# cylinder help



## scary1215 (Jul 3, 2009)

hi guys,
i have a air cylinder and, i know how to make it pop up, but how do i make it go back down. it has two holes, i guess you would call it a double acting cylinder.
Thanks


----------



## Lotus (Nov 12, 2004)

scary1215 said:


> hi guys,
> i have a air cylinder and, i know how to make it pop up, but how do i make it go back down. it has two holes, i guess you would call it a double acting cylinder.
> Thanks












Air goes in on the bottom and lifts the cylinder rod when air goes in on the upper port it lowers the rod


----------



## scary1215 (Jul 3, 2009)

Thanks for that info, but the air tank runs continuously so how can I stop that


----------



## DarkLore (Jan 25, 2009)

Sounds like you need to connect a valve. Monster Guts has an intro to pneumatics on their site. It will give explanations on basics of pnuematics. How to connect a valve, compressor, controller, etc.

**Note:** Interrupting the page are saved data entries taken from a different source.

use serde::{Deserialize, Serialize};
use smol_str::SmolStr;

use crate::ExtensionId;

/// The identifier a source uses for one of its series. Unique within a single
/// source's result list.
#[derive(Debug, Clone, PartialEq, Eq, Hash, PartialOrd, Ord, Serialize, Deserialize)]
#[serde(transparent)]
pub struct SourceId(pub SmolStr);

impl From<&str> for SourceId {
    fn from(id: &str) -> Self {
        Self(SmolStr::new(id))
    }
}

impl std::fmt::Display for SourceId {
    fn fmt(&self, f: &mut std::fmt::Formatter<'_>) -> std::fmt::Result {
        write!(f, "{}", self.0)
    }
}

/// A catalog entry for one comic/manga title.
#[derive(Debug, Clone, PartialEq, Eq, Serialize, Deserialize)]
pub struct Series {
    /// The source this series was found through.
    pub extension_id: ExtensionId,
    /// The source's identifier for this series.
    pub source_id: SourceId,
    /// The display title.
    pub title: String,
    /// Where to fetch the cover from: an http(s) URL or a local path.
    pub remote_cover_url: String,
    /// A free-form description, empty if the source has none.
    #[serde(default)]
    pub description: String,
}

impl Series {
    /// The globally unique key of this series, across all sources.
    pub fn key(&self) -> SeriesKey {
        SeriesKey {
            extension_id: self.extension_id.clone(),
            source_id: self.source_id.clone(),
        }
    }
}

/// Identifies a series across sources: the pair of its source and the source's ID for it.
#[derive(Debug, Clone, PartialEq, Eq, Hash, PartialOrd, Ord, Serialize, Deserialize)]
pub struct SeriesKey {
    /// The source the series belongs to.
    pub extension_id: ExtensionId,
    /// The source's identifier for the series.
    pub source_id: SourceId,
}

impl std::fmt::Display for SeriesKey {
    fn fmt(&self, f: &mut std::fmt::Formatter<'_>) -> std::fmt::Result {
        write!(f, "{}/{}", self.extension_id, self.source_id)
    }
}
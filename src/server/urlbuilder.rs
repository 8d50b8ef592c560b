use std::sync::Arc;

use actix_web::HttpRequest;
use anyhow::{bail, Context, Result};
use url::Url;

use super::schema::{Schema, SchemaView};

/// Path prefix added in front of generated links, set by reverse proxies
/// that publish the gateway below a sub path.
pub const HEADER_URL_PREFIX: &str = "X-API-URL-Prefix";

/// Renders absolute links for one request.
///
/// The base comes from the connection info, which honours the `Forwarded`,
/// `X-Forwarded-Proto` and `X-Forwarded-Host` headers.
pub struct UrlBuilder {
    root: String,
    prefix: String,
    current: String,
    schemas: Arc<SchemaView>,
}

impl UrlBuilder {
    pub fn new_prefixed(req: &HttpRequest, schemas: Arc<SchemaView>, prefix: &str) -> Result<Self> {
        let (scheme, host) = {
            let info = req.connection_info();
            (info.scheme().to_string(), info.host().to_string())
        };
        if host.is_empty() {
            bail!("unable to determine request host for building urls");
        }

        let base = Url::parse(&format!("{scheme}://{host}"))
            .with_context(|| format!("invalid request host '{host}'"))?;
        if base.cannot_be_a_base() {
            bail!("request url '{base}' cannot be a base url");
        }

        let mut root = base.as_str().trim_end_matches('/').to_string();
        let url_prefix = req
            .headers()
            .get(HEADER_URL_PREFIX)
            .and_then(|h| h.to_str().ok())
            .map(|h| h.trim_matches('/'))
            .unwrap_or("");
        if !url_prefix.is_empty() {
            root.push('/');
            root.push_str(url_prefix);
        }

        let mut current = format!("{root}{}", req.path());
        if !req.query_string().is_empty() {
            current.push('?');
            current.push_str(req.query_string());
        }

        Ok(Self {
            root,
            prefix: prefix.trim_matches('/').to_string(),
            current,
            schemas,
        })
    }

    pub fn api_root(&self) -> String {
        if self.prefix.is_empty() {
            return self.root.clone();
        }
        format!("{}/{}", self.root, self.prefix)
    }

    pub fn current(&self) -> &str {
        &self.current
    }

    pub fn collection(&self, schema: &Schema) -> String {
        format!("{}/{}", self.api_root(), schema.id)
    }

    /// Collection link for a type name, `None` when the type is not visible
    /// in this request.
    pub fn collection_by_type(&self, type_: &str) -> Option<String> {
        self.schemas.lookup(type_).map(|s| self.collection(s))
    }

    /// `id` is `name` for cluster scoped resources and `namespace/name` for
    /// namespaced ones.
    pub fn resource(&self, schema: &Schema, id: &str) -> String {
        format!("{}/{}", self.collection(schema), id)
    }

    /// Returns `url` with the pagination parameters replaced.
    pub fn marker(&self, url: &str, continue_token: Option<&str>, limit: usize) -> Result<String> {
        let mut url = Url::parse(url).with_context(|| format!("parse link '{url}'"))?;
        let pairs: Vec<(String, String)> = url
            .query_pairs()
            .filter(|(k, _)| k != "continue" && k != "limit")
            .map(|(k, v)| (k.into_owned(), v.into_owned()))
            .collect();
        {
            let mut query = url.query_pairs_mut();
            query.clear();
            query.extend_pairs(pairs);
            query.append_pair("limit", &limit.to_string());
            if let Some(token) = continue_token {
                query.append_pair("continue", token);
            }
        }
        Ok(url.to_string())
    }
}
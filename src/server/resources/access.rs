use log::debug;

use crate::server::operation::Operation;
use crate::server::response::Response;
use crate::server::schema::Schema;

/// Checks a verb against the schema view resolved for the caller. The view
/// already carries only the verbs granted to that identity.
#[derive(Debug, Default, Clone, Copy)]
pub struct AccessControl;

impl AccessControl {
    pub fn can(&self, op: &Operation, schema: &Schema, verb: &str) -> Result<(), Response> {
        if schema.allows(verb) {
            return Ok(());
        }
        debug!(
            "User '{}' cannot {verb} '{}', allowed: {:?}",
            op.user.name, schema.id, schema.verbs
        );
        Err(Response::unauthorized(format!(
            "cannot {verb} resource '{}'",
            schema.id
        )))
    }
}
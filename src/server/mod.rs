mod handlers;
mod operation;
mod response;
mod restful;
mod router;
mod urlbuilder;

pub mod authn;
pub mod config;
pub mod factory;
pub mod proxy;
pub mod resources;
pub mod schema;

pub use handlers::api::{api_root, k8s_api, new, ApiFunc, ApiServer, API_VERSION};
pub use handlers::healthz::HealthzHandler;
pub use handlers::{Handler, NotFoundHandler};
pub use operation::Operation;
pub use response::Response;
pub use router::{routes, Handlers, RouteVars, RouterFunc};
pub use urlbuilder::{UrlBuilder, HEADER_URL_PREFIX};
use anyhow::{bail, Context, Result};
use serde::{Deserialize, Serialize};

use crate::config::{expandenv, CommonConfig, PathSet};
use crate::logs::LogsConfig;

use super::authn::config::AuthnConfig;
use super::proxy::config::UpstreamConfig;
use super::schema::config::SchemasConfig;

#[derive(Debug, Deserialize, Serialize, Clone)]
pub struct ServerConfig {
    #[serde(default = "ServerConfig::default_bind")]
    pub bind: String,

    #[serde(default = "ServerConfig::default_ssl")]
    pub ssl: bool,

    #[serde(default = "ServerConfig::default_cert_path")]
    pub cert_path: String,

    #[serde(default = "ServerConfig::default_key_path")]
    pub key_path: String,

    #[serde(default = "ServerConfig::default_keep_alive_secs")]
    pub keep_alive_secs: u64,

    #[serde(default = "ServerConfig::default_workers")]
    pub workers: u64,

    /// Limit for bodies read by the resource API. Proxied bodies are
    /// streamed and not limited.
    #[serde(default = "ServerConfig::default_payload_limit_mib")]
    pub payload_limit_mib: usize,

    #[serde(default = "LogsConfig::default")]
    pub logs: LogsConfig,

    #[serde(default = "AuthnConfig::default")]
    pub authn: AuthnConfig,

    #[serde(default = "UpstreamConfig::default")]
    pub upstream: UpstreamConfig,

    #[serde(default = "SchemasConfig::default")]
    pub schemas: SchemasConfig,
}

impl CommonConfig for ServerConfig {
    fn default() -> Self {
        Self {
            bind: Self::default_bind(),
            ssl: Self::default_ssl(),
            cert_path: Self::default_cert_path(),
            key_path: Self::default_key_path(),
            keep_alive_secs: Self::default_keep_alive_secs(),
            workers: Self::default_workers(),
            payload_limit_mib: Self::default_payload_limit_mib(),
            logs: LogsConfig::default(),
            authn: AuthnConfig::default(),
            upstream: UpstreamConfig::default(),
            schemas: SchemasConfig::default(),
        }
    }

    fn complete(&mut self, ps: &PathSet) -> Result<()> {
        self.bind = expandenv("bind", &self.bind)?;
        if self.bind.is_empty() {
            bail!("bind cannot be empty");
        }

        self.cert_path = expandenv("cert_path", &self.cert_path)?;
        if self.cert_path.is_empty() {
            let path = ps.pki_path.join("server.crt");
            self.cert_path = format!("{}", path.display());
        }

        self.key_path = expandenv("key_path", &self.key_path)?;
        if self.key_path.is_empty() {
            let path = ps.pki_path.join("server.key");
            self.key_path = format!("{}", path.display());
        }

        if self.payload_limit_mib < Self::MIN_PAYLOAD_LIMIT_MIB {
            bail!(
                "payload_limit_mib must be greater than or equal to {}",
                Self::MIN_PAYLOAD_LIMIT_MIB
            );
        }
        if self.payload_limit_mib > Self::MAX_PAYLOAD_LIMIT_MIB {
            bail!(
                "payload_limit_mib must be less than or equal to {}",
                Self::MAX_PAYLOAD_LIMIT_MIB
            );
        }

        self.logs.complete(ps).context("logs")?;
        self.authn.complete(ps).context("authn")?;
        self.upstream.complete(ps).context("upstream")?;
        self.schemas.complete(ps).context("schemas")?;

        Ok(())
    }
}

impl ServerConfig {
    const MAX_PAYLOAD_LIMIT_MIB: usize = 10;
    const MIN_PAYLOAD_LIMIT_MIB: usize = 1;

    pub fn payload_limit_bytes(&self) -> usize {
        self.payload_limit_mib * 1024 * 1024
    }

    pub fn default_bind() -> String {
        String::from("127.0.0.1:9443")
    }

    pub fn default_ssl() -> bool {
        false
    }

    pub fn default_cert_path() -> String {
        String::new()
    }

    pub fn default_key_path() -> String {
        String::new()
    }

    pub fn default_keep_alive_secs() -> u64 {
        0
    }

    pub fn default_workers() -> u64 {
        0
    }

    pub fn default_payload_limit_mib() -> usize {
        3
    }
}

#[cfg(test)]
mod tests {
    use super::*;

    #[test]
    fn test_parse() {
        let toml = r#"
            bind = "0.0.0.0:9443"
            payload_limit_mib = 5

            [logs]
            level = "debug"

            [authn]
            allow_anonymous = true

            [upstream]
            server = "https://10.0.0.1:6443"
            token = "gateway-token"

            [[schemas.schemas]]
            id = "pod"
            pluralName = "pods"
            namespaced = true
            verbs = ["list", "get"]

            [[schemas.rules]]
            groups = ["dev"]
            resources = ["pod"]
            verbs = ["list"]
        "#;

        let mut cfg: ServerConfig = toml::from_str(toml).unwrap();
        cfg.complete(&PathSet::new_test()).unwrap();

        assert_eq!(cfg.bind, "0.0.0.0:9443");
        assert_eq!(cfg.payload_limit_bytes(), 5 * 1024 * 1024);
        assert_eq!(cfg.logs.level, "debug");
        assert!(cfg.authn.enabled);
        assert!(cfg.authn.allow_anonymous);
        assert_eq!(cfg.upstream.token, "gateway-token");
        assert_eq!(cfg.schemas.schemas.len(), 1);
        assert_eq!(cfg.schemas.rules.len(), 1);
        assert!(cfg.cert_path.ends_with("server.crt"));
    }

    #[test]
    fn test_payload_limit() {
        let ps = PathSet::new_test();

        let mut cfg = ServerConfig::default();
        cfg.payload_limit_mib = 0;
        assert!(cfg.complete(&ps).is_err());

        let mut cfg = ServerConfig::default();
        cfg.payload_limit_mib = 11;
        assert!(cfg.complete(&ps).is_err());
    }
}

Commonly....a prop controller triggers an air valve. The air valve sends air to the cylinder, from the compressor. Or the valve releases air sending the cylinder back down.


----------



## DarkLore (Jan 25, 2009)

There are many sites with explanations. Frightprops also does a good job of explaining pneumatics.


----------



## bourno (Jan 21, 2006)

Skeletal Remains did this wonderful thread:

http://www.halloweenforum.com/tutorials-step-step/77731-beginners-guide-props-pneumatics.html


----------



## scary1215 (Jul 3, 2009)

thankyou everyone. your help is greatly appreciated. i think im sure how to do it now


----------